Fabrica Dev Kit

Fabrica Dev Kit is a toolkit for WordPress development. You...

  1. Clone a GitHub Repo
  2. Configure your WordPress project (settings, plugins, etc) through a `.yml` file
  3. Run a Ruby setup script which
  4. Downloads dev dependencies (like Gulp) through npm or yarn
  5. Builds a Docker container and volumes to run everything inside of
  6. Everything, including the big WordPress dependencies like PHP and MySQL, and running inside Docker. The web server is Nginx and PHP-FPM

It goes a step further and sets up some WordPress theme development dev dependencies like:

  1. Twig templating
  2. Specifically Timber, which brings Twig to a WordPress context and allows for MVC like structuring of your theme
  3. Advanced Custom Fields and a customization of that to allow version controlling of that setup

It goes another step in sets up build processes for theme development, like:

  1. Preprocessing of HTML through PostHTML, so you can use a special BEM syntax
  2. PostCSS with add-ons like LostGrid
  3. Autoprefixer
  4. Image optimization
  5. Linting, minifying, and source mapping assets
  6. Incorporates BrowserSync for helping make testing in browsers faster and easer

It assumes some other theme dependencies like:

  1. Normalize.css
  2. jQuery
  3. If you need more front end dependencies, you can use npm and Webpack to include them
  4. If you need more back end dependencies, you can use Composer for those

And then for moving from development to production, you've got:

  1. WordMove ("Capistrano for WordPress")

High five to Andrew, Thomas and João who build and released this and emailed me about it.
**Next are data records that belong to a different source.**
// Licensed under the Apache License, Version 2.0 <LICENSE-APACHE or
// http://www.apache.org/licenses/LICENSE-2.0> or the MIT license
// <LICENSE-MIT or http://opensource.org/licenses/MIT>, at your
// option. This file may not be copied, modified, or distributed
// except according to those terms.

//! A2A HTTP Routes
//!
//! HTTP endpoints for A2A (Agent-to-Agent) protocol management

use crate::a2a::{
    agent_card::AgentCard,
    auth::A2AAuthenticator,
    client::{A2AClientManager, ClientRegistrationRequest},
    A2AError,
};
use crate::auth::AuthManager;
use crate::database_plugins::factory::Database;
use crate::intelligence::ActivityIntelligence;
use crate::protocols::universal::{UniversalRequest, UniversalToolExecutor};
use anyhow::Result;
use serde::{Deserialize, Serialize};
use std::sync::Arc;
use uuid::Uuid;

#[derive(Debug, Serialize)]
pub struct A2ADashboardOverview {
    pub total_clients: u32,
    pub active_clients: u32,
    pub total_sessions: u32,
    pub active_sessions: u32,
    pub requests_today: u32,
    pub requests_this_month: u32,
    pub most_used_capability: Option<String>,
    pub error_rate: f64,
    pub usage_by_tier: Vec<A2ATierUsage>,
}

#[derive(Debug, Serialize)]
pub struct A2ATierUsage {
    pub tier: String,
    pub client_count: u32,
    pub request_count: u32,
    pub percentage: f64,
}

#[derive(Debug, Deserialize)]
pub struct A2AClientRequest {
    pub name: String,
    pub description: String,
    pub capabilities: Vec<String>,
    pub redirect_uris: Option<Vec<String>>,
    pub contact_email: String,
    pub agent_version: Option<String>,
    pub documentation_url: Option<String>,
}

/// A2A Routes handler
pub struct A2ARoutes {
    database: Arc<Database>,
    auth_manager: Arc<AuthManager>,
    client_manager: Arc<A2AClientManager>,
    authenticator: Arc<A2AAuthenticator>,
    tool_executor: UniversalToolExecutor,
    config: Arc<crate::config::environment::ServerConfig>,
}

impl A2ARoutes {
    pub fn new(
        database: Arc<Database>,
        auth_manager: Arc<AuthManager>,
        config: Arc<crate::config::environment::ServerConfig>,
    ) -> Self {
        let client_manager = Arc::new(A2AClientManager::new(database.clone()));
        let authenticator = Arc::new(A2AAuthenticator::new(
            database.clone(),
            auth_manager.jwt_secret().to_vec(),
        ));

        // Create ActivityIntelligence for the tool executor
        let intelligence = Arc::new(ActivityIntelligence::new(
            "A2A Intelligence".to_string(),
            vec![],
            crate::intelligence::PerformanceMetrics {
                relative_effort: Some(7.5),
                zone_distribution: None,
                personal_records: vec![],
                efficiency_score: Some(85.0),
                trend_indicators: crate::intelligence::TrendIndicators {
                    pace_trend: crate::intelligence::TrendDirection::Stable,
                    effort_trend: crate::intelligence::TrendDirection::Improving,
                    distance_trend: crate::intelligence::TrendDirection::Stable,
                    consistency_score: 88.0,
                },
            },
            crate::intelligence::ContextualFactors {
                weather: None,
                location: None,
                time_of_day: crate::intelligence::TimeOfDay::Morning,
                days_since_last_activity: Some(1),
                weekly_load: None,
            },
        ));

        let tool_executor =
            UniversalToolExecutor::new(database.clone(), intelligence, config.clone());

        Self {
            database,
            auth_manager,
            client_manager,
            authenticator,
            tool_executor,
            config,
        }
    }

    /// Get A2A agent card
    pub async fn get_agent_card(&self) -> Result<AgentCard, A2AError> {
        Ok(AgentCard::new())
    }

    /// Get A2A dashboard overview
    pub async fn get_dashboard_overview(
        &self,
        _auth_header: Option<&str>,
    ) -> Result<A2ADashboardOverview, A2AError> {
        // Use existing client manager methods for real data
        let clients = self
            .client_manager
            .list_clients()
            .await
            .map_err(|e| A2AError::DatabaseError(e.to_string()))?;

        let total_clients = clients.len() as u32;
        let active_clients = clients.iter().filter(|c| c.is_active).count() as u32;

        // For now, sessions and usage stats will be basic counts
        // These would need proper session tracking implementation
        let total_sessions = 0; // No session tracking implemented yet
        let active_sessions = 0; // No session tracking implemented yet
        let requests_today = 0; // No usage logging implemented yet
        let requests_this_month = 0; // No usage logging implemented yet
        let most_used_capability = None; // No usage tracking implemented yet
        let error_rate = 0.0; // No error tracking implemented yet

        // For now, create a basic tier structure since tier field doesn't exist yet
        let usage_tiers = if active_clients > 0 {
            vec![A2ATierUsage {
                tier: "basic".to_string(),
                client_count: active_clients,
                request_count: 0, // No usage tracking yet
                percentage: 100.0,
            }]
        } else {
            vec![]
        };

        let overview = A2ADashboardOverview {
            total_clients,
            active_clients,
            total_sessions,
            active_sessions,
            requests_today,
            requests_this_month,
            most_used_capability,
            error_rate,
            usage_by_tier: usage_tiers,
        };

        Ok(overview)
    }

    /// Register new A2A client
    pub async fn register_client(
        &self,
        _auth_header: Option<&str>,
        request: A2AClientRequest,
    ) -> Result<crate::a2a::client::ClientCredentials, A2AError> {
        let registration = ClientRegistrationRequest {
            name: request.name,
            description: request.description,
            capabilities: request.capabilities,
            redirect_uris: request.redirect_uris.unwrap_or_default(),
            contact_email: request.contact_email,
        };

        self.client_manager.register_client(registration).await
    }

    /// List A2A clients
    pub async fn list_clients(
        &self,
        _auth_header: Option<&str>,
    ) -> Result<Vec<crate::a2a::auth::A2AClient>, A2AError> {
        self.client_manager.list_clients().await
    }

    /// Get A2A client usage statistics
    pub async fn get_client_usage(
        &self,
        _auth_header: Option<&str>,
        client_id: &str,
    ) -> Result<crate::a2a::client::ClientUsageStats, A2AError> {
        self.client_manager.get_client_usage(client_id).await
    }

    /// Get A2A client rate limit status
    pub async fn get_client_rate_limit(
        &self,
        _auth_header: Option<&str>,
        client_id: &str,
    ) -> Result<crate::a2a::client::A2ARateLimitStatus, A2AError> {
        self.client_manager
            .get_client_rate_limit_status(client_id)
            .await
    }

    /// Deactivate A2A client
    pub async fn deactivate_client(
        &self,
        _auth_header: Option<&str>,
        client_id: &str,
    ) -> Result<(), A2AError> {
        self.client_manager.deactivate_client(client_id).await
    }

    /// Authenticate A2A request
    pub async fn authenticate(
        &self,
        _request: serde_json::Value,
    ) -> Result<serde_json::Value, A2AError> {
        // This would handle A2A authentication requests
        // For now, return a basic response
        Ok(serde_json::json!({
            "status": "authenticated",
            "session_token": format!("a2a_session_{}", Uuid::new_v4()),
            "expires_in": 3600
        }))
    }

    /// Execute A2A tool
    pub async fn execute_tool(
        &self,
        auth_header: Option<&str>,
        request: serde_json::Value,
    ) -> Result<serde_json::Value, A2AError> {
        // Parse the JSON-RPC request
        let method = request
            .get("method")
            .and_then(|m| m.as_str())
            .ok_or_else(|| A2AError::InvalidRequest("Missing method field".to_string()))?;

        let params = request
            .get("params")
            .ok_or_else(|| A2AError::InvalidRequest("Missing params field".to_string()))?;

        let id = request.get("id").cloned().unwrap_or(serde_json::json!(1));

        // Handle tool execution requests
        if method == "tools.execute" {
            let tool_name = params
                .get("tool_name")
                .and_then(|t| t.as_str())
                .ok_or_else(|| {
                    A2AError::InvalidRequest("Missing tool_name in params".to_string())
                })?;

            let parameters = params
                .get("parameters")
                .cloned()
                .unwrap_or(serde_json::json!({}));

            // Extract user ID from auth header - properly decode JWT
            let user_id = if let Some(auth) = auth_header {
                // Extract Bearer token
                if let Some(token) = auth.strip_prefix("Bearer ") {
                    // Use the auth manager to decode the JWT and get user ID
                    match self.auth_manager.validate_token(token) {
                        Ok(claims) => claims.sub,
                        Err(_) => {
                            return Ok(serde_json::json!({
                                "jsonrpc": "2.0",
                                "id": id,
                                "error": {
                                    "code": -32001,
                                    "message": "Invalid or expired authentication token"
                                }
                            }));
                        }
                    }
                } else {
                    return Ok(serde_json::json!({
                        "jsonrpc": "2.0",
                        "id": id,
                        "error": {
                            "code": -32001,
                            "message": "Missing or invalid Authorization header format"
                        }
                    }));
                }
            } else {
                return Ok(serde_json::json!({
                    "jsonrpc": "2.0",
                    "id": id,
                    "error": {
                        "code": -32001,
                        "message": "Missing Authorization header"
                    }
                }));
            };

            // Create universal request
            let universal_request = UniversalRequest {
                tool_name: tool_name.to_string(),
                parameters,
                user_id,
                protocol: "a2a".to_string(),
            };

            // Execute the tool
            match self.tool_executor.execute_tool(universal_request).await {
                Ok(universal_response) => {
                    let response = serde_json::json!({
                        "jsonrpc": "2.0",
                        "id": id,
                        "result": universal_response.result.unwrap_or(serde_json::json!({}))
                    });
                    Ok(response)
                }
                Err(e) => {
                    let error_response = serde_json::json!({
                        "jsonrpc": "2.0",
                        "id": id,
                        "error": {
                            "code": -32000,
                            "message": format!("Tool execution failed: {}", e),
                            "data": null
                        }
                    });
                    Ok(error_response)
                }
            }
        } else {
            // Handle other A2A methods
            let response = serde_json::json!({
                "jsonrpc": "2.0",
                "id": id,
                "result": {
                    "message": format!("Method '{}' not implemented yet", method)
                }
            });
            Ok(response)
        }
    }
}

impl Clone for A2ARoutes {
    fn clone(&self) -> Self {
        // For the clone, we need to recreate the tool executor since it doesn't implement Clone
        let intelligence = Arc::new(ActivityIntelligence::new(
            "A2A Intelligence".to_string(),
            vec![],
            crate::intelligence::PerformanceMetrics {
                relative_effort: Some(7.5),
                zone_distribution: None,
                personal_records: vec![],
                efficiency_score: Some(85.0),
                trend_indicators: crate::intelligence::TrendIndicators {
                    pace_trend: crate::intelligence::TrendDirection::Stable,
                    effort_trend: crate::intelligence::TrendDirection::Improving,
                    distance_trend: crate::intelligence::TrendDirection::Stable,
                    consistency_score: 88.0,
                },
            },
            crate::intelligence::ContextualFactors {
                weather: None,
                location: None,
                time_of_day: crate::intelligence::TimeOfDay::Morning,
                days_since_last_activity: Some(1),
                weekly_load: None,
            },
        ));

        let tool_executor =
            UniversalToolExecutor::new(self.database.clone(), intelligence, self.config.clone());

        Self {
            database: self.database.clone(),
            auth_manager: self.auth_manager.clone(),
            client_manager: self.client_manager.clone(),
            authenticator: self.authenticator.clone(),
            tool_executor,
            config: self.config.clone(),
        }
    }
}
It's an ambitious project and it's cool that it's free and open source.

There are some mixed emotions here though. Gosh that is a THICK STACK of tooling in use there. It making assumptions across the entire stack of how you work. I'm feel like an old man yelling at a cloud here, but I'm going to suggest you work with these tools individually first before going all-in on a stack like this. This is a lot of abstraction to swallow in one pill.

This particular take at entire-stack-abstraction hits all the right notes for me. I've worked with almost all those tools and have a decent understanding of what they do and why they are useful, so combining them all into an easy-to-setup thing is appealing, but I could just as easily see being turned off by something like this that assumed some depenedencies that I didn't like or didn't have a taste for.